## Exercise
The answer must consist of every line from the data that holds the string "Returns".

── Dataset records ──

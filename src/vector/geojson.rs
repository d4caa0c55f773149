//! GeoJSON label store.
//!
//! Label sources may be a FeatureCollection, a single Feature or a bare
//! Geometry. RFC 7946 fixes coordinates to WGS 84; the pre-RFC `crs` member
//! is still honoured when present. Output is always a FeatureCollection named
//! `Labels`.

use std::fs;
use std::path::Path;

use ::geojson::{Feature, FeatureCollection, GeoJson, JsonObject};
use serde_json::{json, Value};
use tracing::debug;

use crate::error::VectorError;
use crate::geometry::Srs;

use super::{LabelLayer, VectorStore};

/// Value of the `name` member on written collections.
pub const LAYER_NAME: &str = "Labels";

/// [`VectorStore`] reading and writing GeoJSON files.
#[derive(Debug, Clone, Copy, Default)]
pub struct GeoJsonVectorStore;

impl GeoJsonVectorStore {
    #[must_use]
    pub fn new() -> Self {
        Self
    }
}

impl VectorStore for GeoJsonVectorStore {
    fn open(&self, path: &Path) -> Result<LabelLayer, VectorError> {
        let source_error = |reason: String| VectorError::Source {
            path: path.to_path_buf(),
            reason,
        };

        let text = fs::read_to_string(path).map_err(|e| source_error(e.to_string()))?;
        let geojson: GeoJson = text
            .parse()
            .map_err(|e: ::geojson::Error| source_error(e.to_string()))?;

        let (features, foreign) = match geojson {
            GeoJson::FeatureCollection(collection) => {
                (collection.features, collection.foreign_members)
            }
            GeoJson::Feature(feature) => {
                let foreign = feature.foreign_members.clone();
                (vec![feature], foreign)
            }
            GeoJson::Geometry(geometry) => (
                vec![Feature {
                    geometry: Some(geometry),
                    ..Default::default()
                }],
                None,
            ),
        };

        let srs = match foreign.as_ref().and_then(|members| members.get("crs")) {
            Some(crs) => srs_from_crs_member(crs).map_err(source_error)?,
            None => Srs::WGS84,
        };

        debug!(path = %path.display(), features = features.len(), %srs, "opened label source");
        Ok(LabelLayer::new(features, srs))
    }

    fn write(&self, layer: &LabelLayer, path: &Path) -> Result<(), VectorError> {
        let write_error = |reason: String| VectorError::Write {
            path: path.to_path_buf(),
            reason,
        };

        let mut members = JsonObject::new();
        members.insert("name".to_string(), Value::from(LAYER_NAME));
        if layer.srs() != Srs::WGS84 {
            members.insert("crs".to_string(), crs_member(layer.srs()));
        }
        let collection = FeatureCollection {
            bbox: None,
            features: layer.features().to_vec(),
            foreign_members: Some(members),
        };
        let text =
            serde_json::to_string_pretty(&collection).map_err(|e| write_error(e.to_string()))?;

        if let Some(parent) = path.parent().filter(|p| !p.as_os_str().is_empty()) {
            fs::create_dir_all(parent).map_err(|e| write_error(e.to_string()))?;
        }
        fs::write(path, text).map_err(|e| write_error(e.to_string()))?;

        debug!(path = %path.display(), features = layer.len(), "wrote labels");
        Ok(())
    }
}

/// Legacy named `crs` member for a reference system.
fn crs_member(srs: Srs) -> Value {
    json!({
        "type": "name",
        "properties": { "name": format!("urn:ogc:def:crs:EPSG::{}", srs.epsg()) }
    })
}

/// Reference system named by a legacy `crs` member.
///
/// Accepts `urn:ogc:def:crs:EPSG::NNNN`, `EPSG:NNNN` and the `CRS84` URN.
fn srs_from_crs_member(crs: &Value) -> Result<Srs, String> {
    let name = crs
        .pointer("/properties/name")
        .and_then(Value::as_str)
        .ok_or_else(|| format!("unsupported crs member {crs}"))?;

    if name.ends_with("CRS84") {
        return Ok(Srs::WGS84);
    }
    let code = name
        .rsplit(':')
        .next()
        .and_then(|code| code.parse::<u16>().ok())
        .ok_or_else(|| format!("unsupported crs name {name:?}"))?;
    Srs::from_epsg(code).map_err(|e| e.to_string())
}
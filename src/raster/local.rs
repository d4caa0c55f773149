//! Filesystem raster store.
//!
//! Plain images are read and written with the `image` crate; georeferenced
//! artifacts are GeoTIFFs encoded by [`GeoTiffWriter`].

use std::fs::{self, File};
use std::io::{BufReader, BufWriter, Write};
use std::path::Path;

use tracing::debug;

use crate::error::RasterError;
use crate::geometry::Srs;

use super::geotiff::{self, GeoTiffCompression, GeoTiffWriter};
use super::{Raster, RasterInfo, RasterStore};

/// [`RasterStore`] backed by the local filesystem.
#[derive(Debug, Clone, Copy, Default)]
pub struct LocalRasterStore {
    compression: GeoTiffCompression,
}

impl LocalRasterStore {
    #[must_use]
    pub fn new() -> Self {
        Self::default()
    }

    /// Compression for GeoTIFF artifacts
    #[must_use]
    pub fn with_compression(mut self, compression: GeoTiffCompression) -> Self {
        self.compression = compression;
        self
    }

    fn write_geotiff(&self, raster: &Raster, path: &Path) -> Result<(), RasterError> {
        let writer = GeoTiffWriter::new(raster)
            .map_err(|_| RasterError::MissingGeoreference(path.to_path_buf()))?
            .compression(self.compression);

        ensure_parent(path)?;
        let file = File::create(path).map_err(|e| RasterError::write(path, e))?;
        let mut out = BufWriter::new(file);
        writer.write_to(&mut out).map_err(|e| RasterError::write(path, e))?;
        out.flush().map_err(|e| RasterError::write(path, e))?;
        Ok(())
    }
}

fn is_geotiff(path: &Path) -> bool {
    path.extension()
        .and_then(|ext| ext.to_str())
        .is_some_and(|ext| ext.eq_ignore_ascii_case("tif") || ext.eq_ignore_ascii_case("tiff"))
}

fn ensure_parent(path: &Path) -> Result<(), RasterError> {
    match path.parent() {
        Some(parent) if !parent.as_os_str().is_empty() => {
            fs::create_dir_all(parent).map_err(|e| RasterError::write(path, e))
        }
        _ => Ok(()),
    }
}

impl RasterStore for LocalRasterStore {
    fn exists(&self, path: &Path) -> bool {
        path.is_file()
    }

    fn open(&self, path: &Path) -> Result<Raster, RasterError> {
        if is_geotiff(path) {
            let file = File::open(path).map_err(|e| RasterError::open(path, e))?;
            return geotiff::decode(BufReader::new(file)).map_err(|e| RasterError::open(path, e));
        }
        let image = image::open(path).map_err(|e| RasterError::open(path, e))?;
        Ok(Raster::from_image(&image))
    }

    fn save_image(&self, raster: &Raster, path: &Path) -> Result<(), RasterError> {
        let color = match raster.bands {
            1 => image::ExtendedColorType::L8,
            3 => image::ExtendedColorType::Rgb8,
            _ => image::ExtendedColorType::Rgba8,
        };
        ensure_parent(path)?;
        image::save_buffer(path, &raster.pixels, raster.width, raster.height, color)
            .map_err(|e| RasterError::write(path, e))?;
        debug!(path = %path.display(), "saved image");
        Ok(())
    }

    fn create_copy(&self, raster: &Raster, path: &Path) -> Result<(), RasterError> {
        self.write_geotiff(raster, path)?;
        debug!(
            path = %path.display(),
            compression = ?self.compression,
            "created georeferenced copy"
        );
        Ok(())
    }

    fn warp(&self, path: &Path, target: Srs) -> Result<(), RasterError> {
        let source = self.open(path)?;
        if source.info().is_none() {
            return Err(RasterError::MissingGeoreference(path.to_path_buf()));
        }
        let warped = super::warp::warp(&source, target)?;

        // Encode fully before touching the artifact so a failure leaves it intact.
        let writer = GeoTiffWriter::new(&warped)
            .map_err(|e| RasterError::write(path, e))?
            .compression(self.compression);
        let bytes = writer.to_bytes().map_err(|e| RasterError::write(path, e))?;
        fs::write(path, bytes).map_err(|e| RasterError::write(path, e))?;

        debug!(path = %path.display(), %target, "warped in place");
        Ok(())
    }

    fn read_info(&self, path: &Path) -> Result<RasterInfo, RasterError> {
        self.open(path)?
            .info()
            .ok_or_else(|| RasterError::MissingGeoreference(path.to_path_buf()))
    }
}
//! Per-coordinate pipeline.
//!
//! One coordinate moves through
//!
//! ```text
//! Init -> AcquireImage -> { Skip | Fetch } -> [Georeference -> Reproject] -> [ClipLabels] -> Done
//! ```
//!
//! The image artifact on disk is the idempotency signal: without `force`, an
//! existing image ends the item as skipped and nothing downstream is re-run.
//! Georeferencing and reprojection run only when enabled; label clipping runs
//! only when a label source is configured (which requires georeferencing, so
//! the clip always sees the final reprojected artifact).

use std::path::Path;

use tracing::{debug, info, info_span};

use crate::artifacts::ArtifactSet;
use crate::config::PipelineOptions;
use crate::error::{ConfigError, ParseError, RasterError, Result};
use crate::geometry::extent::Extent;
use crate::geometry::projection::{georeference_transform, MAX_LATITUDE};
use crate::geometry::{Coordinate, GeoTransform, Srs};
use crate::provider::{ImageProvider, ImageRequest};
use crate::raster::{Raster, RasterStore};
use crate::vector::VectorStore;

/// Reference system the projector computes transforms in.
pub const WORKING_SRS: Srs = Srs::WEB_MERCATOR;

/// Result of one item.
#[derive(Debug, Clone, PartialEq, Eq)]
pub struct PipelineOutcome {
    /// True if the image artifact already existed and nothing was done
    pub skipped: bool,
    pub artifacts: ArtifactSet,
}

/// Write a copy of the image at `source` carrying `transform` and `srs`.
///
/// The source artifact is left untouched.
///
/// # Errors
/// [`RasterError::Open`] if the source cannot be read, [`RasterError::Write`]
/// if the destination cannot be created.
pub fn georeference<R: RasterStore>(
    rasters: &R,
    source: &Path,
    transform: GeoTransform,
    srs: Srs,
    destination: &Path,
) -> std::result::Result<(), RasterError> {
    let raster: Raster = rasters.open(source)?;
    rasters.create_copy(&raster.georeferenced(transform, srs), destination)?;
    debug!(path = %destination.display(), %srs, "georeferenced");
    Ok(())
}

/// Warp the referenced artifact at `path` into `target` in place.
///
/// # Errors
/// Any raster failure while reading, projecting or writing.
pub fn reproject<R: RasterStore>(
    rasters: &R,
    path: &Path,
    target: Srs,
) -> std::result::Result<(), RasterError> {
    rasters.warp(path, target)?;
    debug!(path = %path.display(), %target, "reprojected");
    Ok(())
}

/// Copy the features of `labels` that intersect the footprint of the raster
/// at `raster_path` to `destination`. Returns the number of features kept.
///
/// # Errors
/// Raster failures reading the footprint, vector failures reading the label
/// source or writing the result.
pub fn clip_labels<R: RasterStore, V: VectorStore>(
    rasters: &R,
    vectors: &V,
    raster_path: &Path,
    labels: &Path,
    destination: &Path,
) -> Result<usize> {
    let info = rasters.read_info(raster_path)?;
    let extent = Extent::from_transform(&info.transform, info.width, info.height, info.srs);

    let layer = vectors.open(labels)?;
    let clipped = layer.filter_by_extent(&extent)?;
    vectors.write(&clipped, destination)?;

    debug!(
        path = %destination.display(),
        kept = clipped.len(),
        total = layer.len(),
        "clipped labels"
    );
    Ok(clipped.len())
}

/// Runs coordinates through the pipeline under a fixed set of options.
pub struct ItemPipeline<P, R, V> {
    options: PipelineOptions,
    provider: P,
    rasters: R,
    vectors: V,
}

impl<P, R, V> ItemPipeline<P, R, V>
where
    P: ImageProvider,
    R: RasterStore,
    V: VectorStore,
{
    /// # Errors
    /// Any [`ConfigError`] from [`PipelineOptions::validate`]; no item can run
    /// on invalid options.
    pub fn new(
        options: PipelineOptions,
        provider: P,
        rasters: R,
        vectors: V,
    ) -> std::result::Result<Self, ConfigError> {
        options.validate()?;
        Ok(Self {
            options,
            provider,
            rasters,
            vectors,
        })
    }

    #[must_use]
    pub fn options(&self) -> &PipelineOptions {
        &self.options
    }

    /// Process one coordinate.
    ///
    /// # Errors
    /// [`ParseError::BeyondWebMercator`] when georeferencing a coordinate the
    /// projector cannot place, before anything is fetched. Otherwise the first
    /// acquisition, raster or vector failure; artifacts written before the
    /// failure stay on disk.
    pub fn run(&self, coordinate: &Coordinate) -> Result<PipelineOutcome> {
        let artifacts = self.options.artifacts(coordinate);
        let span = info_span!("item", stem = %artifacts.stem);
        let _guard = span.enter();

        if self.options.georeference && coordinate.latitude().abs() > MAX_LATITUDE {
            return Err(ParseError::BeyondWebMercator(coordinate.latitude()).into());
        }

        if !self.options.force && self.rasters.exists(&artifacts.image) {
            debug!(path = %artifacts.image.display(), "file exists, skipping");
            return Ok(PipelineOutcome {
                skipped: true,
                artifacts,
            });
        }

        let request = ImageRequest::new(*coordinate, self.options.zoom, self.options.size);
        let image = self.provider.fetch(&request)?;
        self.rasters
            .save_image(&Raster::from_image(&image), &artifacts.image)?;
        info!(path = %artifacts.image.display(), "fetched image");

        if self.options.georeference {
            let transform =
                georeference_transform(coordinate, self.options.zoom, self.options.size);
            georeference(
                &self.rasters,
                &artifacts.image,
                transform,
                WORKING_SRS,
                &artifacts.georeferenced,
            )?;
            reproject(&self.rasters, &artifacts.georeferenced, self.options.target_srs)?;

            if let Some(labels) = &self.options.labels {
                clip_labels(
                    &self.rasters,
                    &self.vectors,
                    &artifacts.georeferenced,
                    labels,
                    &artifacts.labels,
                )?;
            }
        }

        Ok(PipelineOutcome {
            skipped: false,
            artifacts,
        })
    }
}
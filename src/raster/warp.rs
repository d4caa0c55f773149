//! Raster reprojection.
//!
//! The output grid covers the bounding box of the source footprint in the
//! target system and keeps the source pixel dimensions. Each output pixel
//! center is transformed back into the source system and sampled with
//! nearest neighbour, which preserves crisp edges in imagery. Output pixels
//! that fall outside the source are zero (fully transparent when the raster
//! has an alpha band).

use crate::error::RasterError;
use crate::geometry::projection::CoordTransformer;
use crate::geometry::{GeoTransform, Srs};

use super::Raster;

/// Samples taken along each edge when projecting the source footprint.
const EDGE_SAMPLES: u32 = 20;

/// Bounding box in a coordinate reference system
#[derive(Debug, Clone, Copy, PartialEq)]
pub struct BoundingBox {
    pub minx: f64,
    pub miny: f64,
    pub maxx: f64,
    pub maxy: f64,
}

impl BoundingBox {
    fn empty() -> Self {
        Self {
            minx: f64::INFINITY,
            miny: f64::INFINITY,
            maxx: f64::NEG_INFINITY,
            maxy: f64::NEG_INFINITY,
        }
    }

    fn extend(&mut self, x: f64, y: f64) {
        self.minx = self.minx.min(x);
        self.miny = self.miny.min(y);
        self.maxx = self.maxx.max(x);
        self.maxy = self.maxy.max(y);
    }

    fn is_valid(&self) -> bool {
        self.minx.is_finite()
            && self.maxx > self.minx
            && self.miny.is_finite()
            && self.maxy > self.miny
    }
}

/// Footprint of `raster` projected into `target`, densified along the edges
/// so curved edges are covered.
///
/// # Errors
/// Returns an error if the raster is not referenced or no edge point projects.
pub fn projected_bounds(raster: &Raster, target: Srs) -> Result<BoundingBox, RasterError> {
    let (Some(transform), Some(source)) = (raster.transform, raster.srs) else {
        return Err(RasterError::InvalidData("Raster has no georeference".to_string()));
    };
    let forward = CoordTransformer::between(source, target).map_err(RasterError::Projection)?;

    let (w, h) = (f64::from(raster.width), f64::from(raster.height));
    let mut bounds = BoundingBox::empty();
    for i in 0..=EDGE_SAMPLES {
        let t = f64::from(i) / f64::from(EDGE_SAMPLES);
        for (col, row) in [(t * w, 0.0), (t * w, h), (0.0, t * h), (w, t * h)] {
            let (x, y) = transform.pixel_to_world(col, row);
            if let Ok((tx, ty)) = forward.transform(x, y) {
                bounds.extend(tx, ty);
            }
        }
    }

    if !bounds.is_valid() {
        return Err(RasterError::Projection(format!(
            "footprint does not project from {source} to {target}"
        )));
    }
    Ok(bounds)
}

/// Reproject a referenced raster into `target`.
///
/// # Errors
/// Returns an error if the raster is not referenced or cannot be projected.
pub fn warp(raster: &Raster, target: Srs) -> Result<Raster, RasterError> {
    let (Some(src_transform), Some(source)) = (raster.transform, raster.srs) else {
        return Err(RasterError::InvalidData("Raster has no georeference".to_string()));
    };
    if source == target {
        return Ok(raster.clone());
    }

    let bounds = projected_bounds(raster, target)?;
    let (width, height) = (raster.width, raster.height);
    let out_transform = GeoTransform::north_up(
        bounds.minx,
        bounds.maxy,
        (bounds.maxx - bounds.minx) / f64::from(width),
        -(bounds.maxy - bounds.miny) / f64::from(height),
    );

    let inverse = CoordTransformer::between(target, source).map_err(RasterError::Projection)?;
    let bands = raster.bands;
    let src_width = raster.width as usize;
    let src_height = raster.height as usize;
    let mut pixels = vec![0_u8; width as usize * height as usize * bands];

    for out_y in 0..height as usize {
        for out_x in 0..width as usize {
            let (tx, ty) = out_transform.pixel_to_world(out_x as f64 + 0.5, out_y as f64 + 0.5);
            let Ok((sx, sy)) = inverse.transform(tx, ty) else {
                continue;
            };
            let Some((src_px, src_py)) = src_transform.world_to_pixel(sx, sy) else {
                continue;
            };
            let (Some(col), Some(row)) = (
                pixel_index(src_px, src_width),
                pixel_index(src_py, src_height),
            ) else {
                continue;
            };

            let src_idx = (row * src_width + col) * bands;
            let out_idx = (out_y * width as usize + out_x) * bands;
            pixels[out_idx..out_idx + bands]
                .copy_from_slice(&raster.pixels[src_idx..src_idx + bands]);
        }
    }

    Ok(Raster {
        pixels,
        bands,
        width,
        height,
        transform: Some(out_transform),
        srs: Some(target),
    })
}

/// Containing pixel of a fractional coordinate, `None` if outside `[0, max)`.
#[inline]
fn pixel_index(value: f64, max_value: usize) -> Option<usize> {
    if value.is_nan() || value < 0.0 {
        return None;
    }
    #[allow(clippy::cast_possible_truncation, clippy::cast_sign_loss)]
    let index = value.floor() as usize;
    (index < max_value).then_some(index)
}

#[cfg(test)]
mod tests {
    use super::*;
    use crate::geometry::projection::georeference_transform;
    use crate::geometry::{Coordinate, ImageSize};

    fn mercator_raster(size: u32, bands: usize) -> Raster {
        let center = Coordinate::new(14.5, 121.0).unwrap();
        let gt = georeference_transform(&center, 16, ImageSize::new(size, size));
        let pixels: Vec<u8> = (0..size as usize * size as usize * bands)
            .map(|i| (i % 251) as u8 + 1)
            .collect();
        Raster::new(pixels, bands, size, size)
            .unwrap()
            .georeferenced(gt, Srs::WEB_MERCATOR)
    }

    #[test]
    fn test_pixel_index() {
        assert_eq!(pixel_index(0.0, 10), Some(0));
        assert_eq!(pixel_index(9.99, 10), Some(9));
        assert_eq!(pixel_index(10.0, 10), None);
        assert_eq!(pixel_index(-0.1, 10), None);
        assert_eq!(pixel_index(f64::NAN, 10), None);
    }

    #[test]
    fn test_same_srs_is_identity() {
        let raster = mercator_raster(8, 3);
        assert_eq!(warp(&raster, Srs::WEB_MERCATOR).unwrap(), raster);
    }

    #[test]
    fn test_unreferenced_raster_is_rejected() {
        let raster = Raster::new(vec![0; 3], 3, 1, 1).unwrap();
        assert!(warp(&raster, Srs::WGS84).is_err());
    }

    #[test]
    fn test_warp_to_wgs84_covers_the_center() {
        let raster = mercator_raster(64, 3);
        let warped = warp(&raster, Srs::WGS84).unwrap();

        assert_eq!(warped.srs, Some(Srs::WGS84));
        assert_eq!((warped.width, warped.height), (64, 64));
        let gt = warped.transform.unwrap();
        assert!(gt.pixel_height < 0.0);

        let (lon, lat) = gt.pixel_to_world(32.0, 32.0);
        assert!((lon - 121.0).abs() < 1e-4, "lon {lon}");
        assert!((lat - 14.5).abs() < 1e-4, "lat {lat}");

        // A small Mercator tile maps almost onto a rectangle: nearly every
        // output pixel is sampled from the source.
        let filled = warped.pixels.chunks_exact(3).filter(|p| p.iter().any(|&v| v != 0)).count();
        assert!(filled as f64 > 0.95 * 64.0 * 64.0, "filled {filled}");
    }

    #[test]
    fn test_projected_bounds_contains_corners() {
        let raster = mercator_raster(16, 4);
        let bounds = projected_bounds(&raster, Srs::WGS84).unwrap();
        assert!(bounds.minx < 121.0 && bounds.maxx > 121.0);
        assert!(bounds.miny < 14.5 && bounds.maxy > 14.5);
    }
}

───

## Answer for the task
/// at `raster_path` to `destination`. Returns the number of features kept.
/// Returns an error if the raster is not referenced or no edge point projects.
/// Returns an error if the raster is not referenced or cannot be projected.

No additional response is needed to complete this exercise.